__YOUR TASK__
Where the string "struct" appears in a line of the data, show that line.

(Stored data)
::::::::

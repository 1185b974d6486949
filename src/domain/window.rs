// ============================================================
// Layer 3 — Sliding-Window Dataset
// ============================================================
// Slides a window of `seq_len` characters across the corpus,
// `step` characters at a time. Each window becomes one sample
// whose label is the character right after it.
//
// Example with seq_len=3, step=2, corpus "abcdefg":
//   offset 0: "abc" → 'd'
//   offset 2: "cde" → 'f'
//   count = floor((7 - 3) / 2) = 2
//
// Samples are produced left to right and never shuffled, so
// neighbouring samples overlap by seq_len - step characters.
//
// The sample Vec sits behind an Arc: the same dataset is handed
// to all three predictors, and Burn's DataLoader wants to own
// its dataset, so cloning must be cheap. The Burn Dataset impl
// lives in the data layer.

use std::sync::Arc;

use serde::{Deserialize, Serialize};

use crate::domain::error::{CharModelError, Result};
use crate::domain::vocabulary::Vocabulary;

/// One training pair: a window of indices and the index that follows it
#[derive(Debug, Clone, PartialEq, Eq, Serialize, Deserialize)]
pub struct WindowSample {
    pub input: Vec<usize>,
    pub label: usize,
}

#[derive(Debug, Clone)]
pub struct WindowDataset {
    samples: Arc<Vec<WindowSample>>,
    seq_len: usize,
    step:    usize,
}

impl WindowDataset {
    /// Build every (window, next-char) pair from `corpus`.
    ///
    /// # Errors
    /// - `InvalidConfig` when `seq_len` or `step` is zero
    /// - `UnknownSymbol` when the corpus holds a character the
    ///   vocabulary was not built from
    pub fn build(
        corpus:  &str,
        vocab:   &Vocabulary,
        seq_len: usize,
        step:    usize,
    ) -> Result<Self> {
        if seq_len == 0 {
            return Err(CharModelError::InvalidConfig("seq_len must be at least 1".into()));
        }
        if step == 0 {
            return Err(CharModelError::InvalidConfig("step must be at least 1".into()));
        }

        let indices = vocab.encode(corpus)?;
        let count   = indices.len().saturating_sub(seq_len) / step;

        let samples: Vec<WindowSample> = (0..count)
            .map(|i| {
                let offset = i * step;
                WindowSample {
                    input: indices[offset..offset + seq_len].to_vec(),
                    label: indices[offset + seq_len],
                }
            })
            .collect();

        tracing::debug!(
            "Built {} windows (seq_len={}, step={}) from {} chars",
            samples.len(),
            seq_len,
            step,
            indices.len()
        );

        Ok(Self {
            samples: Arc::new(samples),
            seq_len,
            step,
        })
    }

    pub fn seq_len(&self) -> usize {
        self.seq_len
    }

    pub fn step(&self) -> usize {
        self.step
    }

    /// Number of windows
    pub fn len(&self) -> usize {
        self.samples.len()
    }

    pub fn is_empty(&self) -> bool {
        self.samples.is_empty()
    }

    pub fn samples(&self) -> &[WindowSample] {
        &self.samples
    }

    /// All input windows, in corpus order
    pub fn inputs(&self) -> impl Iterator<Item = &[usize]> + '_ {
        self.samples.iter().map(|s| s.input.as_slice())
    }

    /// All labels, in corpus order
    pub fn labels(&self) -> impl Iterator<Item = usize> + '_ {
        self.samples.iter().map(|s| s.label)
    }
}

// ─── Unit Tests ───────────────────────────────────────────────────────────────
#[cfg(test)]
mod tests {
    use super::*;

    fn build(corpus: &str, seq_len: usize, step: usize) -> (Vocabulary, WindowDataset) {
        let vocab = Vocabulary::from_corpus(corpus).unwrap();
        let ds    = WindowDataset::build(corpus, &vocab, seq_len, step).unwrap();
        (vocab, ds)
    }

    #[test]
    fn test_first_two_windows_of_small_corpus() {
        let (vocab, ds) = build("ab ab ab ab", 2, 1);

        let first = &ds.samples()[0];
        assert_eq!(vocab.decode(&first.input).unwrap(), "ab");
        assert_eq!(vocab.char_at(first.label).unwrap(), ' ');

        let second = &ds.samples()[1];
        assert_eq!(vocab.decode(&second.input).unwrap(), "b ");
        assert_eq!(vocab.char_at(second.label).unwrap(), 'a');
    }

    #[test]
    fn test_count_matches_floor_formula() {
        let corpus = "the quick brown fox jumps over the lazy dog";
        for seq_len in 1..6 {
            for step in 1..5 {
                let (_, ds) = build(corpus, seq_len, step);
                let expected = (corpus.len() - seq_len) / step;
                assert_eq!(ds.len(), expected, "seq_len={seq_len} step={step}");
                assert_eq!(ds.inputs().count(), ds.labels().count());
            }
        }
    }

    #[test]
    fn test_label_follows_window() {
        let corpus      = "curiouser and curiouser";
        let (vocab, ds) = build(corpus, 4, 3);
        let chars: Vec<char> = corpus.chars().collect();

        for (i, sample) in ds.samples().iter().enumerate() {
            let offset = i * 3;
            assert_eq!(sample.input.len(), 4);
            assert_eq!(vocab.char_at(sample.label).unwrap(), chars[offset + 4]);
            assert_eq!(
                vocab.decode(&sample.input).unwrap(),
                chars[offset..offset + 4].iter().collect::<String>()
            );
        }
    }

    #[test]
    fn test_neighbours_overlap() {
        let (_, ds) = build("abcdefghij", 4, 1);
        let a = &ds.samples()[0].input;
        let b = &ds.samples()[1].input;
        assert_eq!(a[1..], b[..3]);
    }

    #[test]
    fn test_short_corpus_gives_empty_dataset() {
        let (_, ds) = build("abc", 3, 1);
        assert!(ds.is_empty());
        let (_, ds) = build("ab", 5, 1);
        assert!(ds.is_empty());
    }

    #[test]
    fn test_zero_seq_len_or_step_is_rejected() {
        let vocab = Vocabulary::from_corpus("abc").unwrap();
        assert!(matches!(
            WindowDataset::build("abc", &vocab, 0, 1),
            Err(CharModelError::InvalidConfig(_))
        ));
        assert!(matches!(
            WindowDataset::build("abc", &vocab, 1, 0),
            Err(CharModelError::InvalidConfig(_))
        ));
    }

    #[test]
    fn test_foreign_corpus_symbol_is_rejected() {
        let vocab = Vocabulary::from_corpus("abc").unwrap();
        assert_eq!(
            WindowDataset::build("abcz", &vocab, 2, 1).unwrap_err(),
            CharModelError::UnknownSymbol('z')
        );
    }

    #[test]
    fn test_clone_shares_samples() {
        let (_, ds) = build("hello world", 3, 1);
        let copy    = ds.clone();
        assert!(Arc::ptr_eq(&ds.samples, &copy.samples));
    }
}
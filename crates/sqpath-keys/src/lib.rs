//! Deterministic lookup keys for SqPack archive paths
//!
//! The packed archive locates file data by numbers derived from a file's
//! virtual path: a packed category code and a set of CRC checksums. This
//! crate computes both, bit-exactly matching the values the archive
//! format expects.
//!
//! # Components
//!
//! - **Categorizer**: [`category_id`] maps a path prefix to its category
//!   number (bits 16-23), with expansion/segment sub-ids for the
//!   background, cutscene and music families.
//! - **Hasher**: [`full_hash`], [`split_hashes`] and [`all_hashes`]
//!   produce the CRC-32 index keys; [`extended_hash`] and
//!   [`extended_hash_lower`] produce the CRC-64 text hash.
//!
//! The two are independent, stateless and safe to call concurrently;
//! [`PathKey`] composes them into one file-location key.
//!
//! # Examples
//!
//! ```
//! use sqpath_keys::{PathKey, category_id};
//!
//! assert_eq!(category_id("bg/ex2/03/field.lgb")?, 0x02_0203);
//!
//! let key = PathKey::compute("exd/root.exl")?;
//! assert_eq!(key.folder_hash, 0xE39B7999);
//! assert_eq!(key.file_hash, 0x51B57EBC);
//! # Ok::<(), sqpath_keys::SqPathError>(())
//! ```

#![warn(missing_docs)]

pub mod category;
pub mod error;
pub mod hash;
pub mod key;
pub mod upload;

pub use error::SqPathError;

// Re-export commonly used types
pub use category::{Category, category_id};
pub use hash::{PathHashes, all_hashes, extended_hash, extended_hash_lower, full_hash, split_hashes};
pub use key::PathKey;
pub use upload::UploadBatch;
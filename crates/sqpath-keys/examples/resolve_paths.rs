//! Resolve lookup keys for paths given on the command line
//!
//! ```text
//! cargo run --example resolve_paths -- exd/root.exl ui/uld/title_logo.uld
//! ```

use sqpath_keys::PathKey;

fn main() {
    let args: Vec<String> = std::env::args().skip(1).collect();
    let paths: Vec<String> = if args.is_empty() {
        ["exd/root.exl", "bg/ex2/03/fld/f1f3/level/planmap.lgb"]
            .iter()
            .map(ToString::to_string)
            .collect()
    } else {
        args
    };

    for path in &paths {
        match PathKey::compute(path) {
            Ok(key) => println!("{key}  {path}"),
            Err(e) => eprintln!("error: {e}"),
        }
    }
}
//! Error types for path categorization and hashing

use thiserror::Error;

/// Errors that can occur while computing category codes or lookup keys
///
/// All variants are input-validation failures. None of them are worth
/// retrying: a malformed input stays malformed, so each carries the
/// offending text for diagnostics and propagates to the caller.
#[derive(Debug, Error)]
pub enum SqPathError {
    /// A numbered-category path did not have a digit or separator at a
    /// required offset
    #[error("malformed path {path:?}: expected digit or separator at byte {offset}")]
    MalformedPath {
        /// The path that failed to parse
        path: String,
        /// Byte offset of the first offending position
        offset: usize,
    },

    /// The path had no `/`, so no folder component can be hashed
    #[error("invalid path {0:?}: missing directory separator")]
    InvalidPath(String),

    /// Extended-hash input contained a non-ASCII code point
    #[error("non-ASCII input cannot be hashed: {0:?}")]
    NonAsciiInput(String),

    /// An upload payload failed to decode
    #[error("invalid upload payload: {0}")]
    Payload(#[from] serde_json::Error),
}

impl SqPathError {
    pub(crate) fn malformed(path: &str, offset: usize) -> Self {
        Self::MalformedPath {
            path: path.to_string(),
            offset,
        }
    }
}
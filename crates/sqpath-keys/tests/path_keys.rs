//! End-to-end tests over the public API
//!
//! Reference values were captured from known-good archive index entries.

use sqpath_keys::{PathKey, SqPathError, UploadBatch, category_id};

/// Known-good (path, category, folder, file) tuples from the archive.
const REFERENCE_VECTORS: &[(&str, u32, u32, u32)] = &[
    ("exd/root.exl", 0x0A_0000, 0xE39B7999, 0x51B57EBC),
    (
        "music/ffxiv/bgm_system_title.scd",
        0x0C_0000,
        0x0AF269D6,
        0xE3B71579,
    ),
    (
        "bg/ex1/01_rok_r2/twn/r2t1/level/planmap.lgb",
        0x02_0101,
        0x1586F33C,
        0x77C3D938,
    ),
    (
        "chara/equipment/e0000/texture/v01_c0101e0000_top_d.tex",
        0x04_0000,
        0x31A82E2A,
        0xE7763024,
    ),
    ("ui/uld/title_logo.uld", 0x06_0000, 0xA80C432B, 0xD62F30ED),
];

#[test]
fn reference_vectors() {
    for &(path, category, folder, file) in REFERENCE_VECTORS {
        let key = PathKey::compute(path).unwrap();
        assert_eq!(key.category_id, category, "category of {path}");
        assert_eq!(key.folder_hash, folder, "folder hash of {path}");
        assert_eq!(key.file_hash, file, "file hash of {path}");
    }
}

#[test]
fn upload_batch_end_to_end() {
    let payload = r#"{
        "Entries": [
            "exd/root.exl",
            "bg/ex2/03/fld/f1f3/level/planmap.lgb",
            "cut/ex1/sound/voicem/voiceman_01000.scd"
        ]
    }"#;

    let batch = UploadBatch::from_json(payload).unwrap();
    let keys = batch.keys().unwrap();

    assert_eq!(keys.len(), 3);
    assert_eq!(keys[0].category_id, 0x0A_0000);
    assert_eq!(keys[1].category_id, 0x02_0000 | (2 << 8) | 3);
    assert_eq!(keys[2].category_id, 0x03_0000 | (1 << 8));
}

#[test]
fn upload_batch_propagates_entry_errors() {
    let batch = UploadBatch::from_json(r#"{"Entries":["bg/exa/01/file.lgb"]}"#).unwrap();
    match batch.keys() {
        Err(SqPathError::MalformedPath { path, offset }) => {
            assert_eq!(path, "bg/exa/01/file.lgb");
            assert_eq!(offset, 5);
        }
        other => panic!("expected MalformedPath, got {other:?}"),
    }
}

#[test]
fn unknown_prefix_is_ambiguous_with_common() {
    // Both map to packed code 0; the archive format cannot tell them
    // apart and neither can we.
    assert_eq!(
        category_id("common/font/font1.tex").unwrap(),
        category_id("totally/unknown.dat").unwrap()
    );
}

#[test]
fn keys_are_stable_across_calls() {
    let first = PathKey::compute("sound/battle/se_battle.scd").unwrap();
    let second = PathKey::compute("sound/battle/se_battle.scd").unwrap();
    assert_eq!(first, second);
}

::::::::

__EXPECTED ANSWER__
pub struct WindowSample {
pub struct WindowDataset {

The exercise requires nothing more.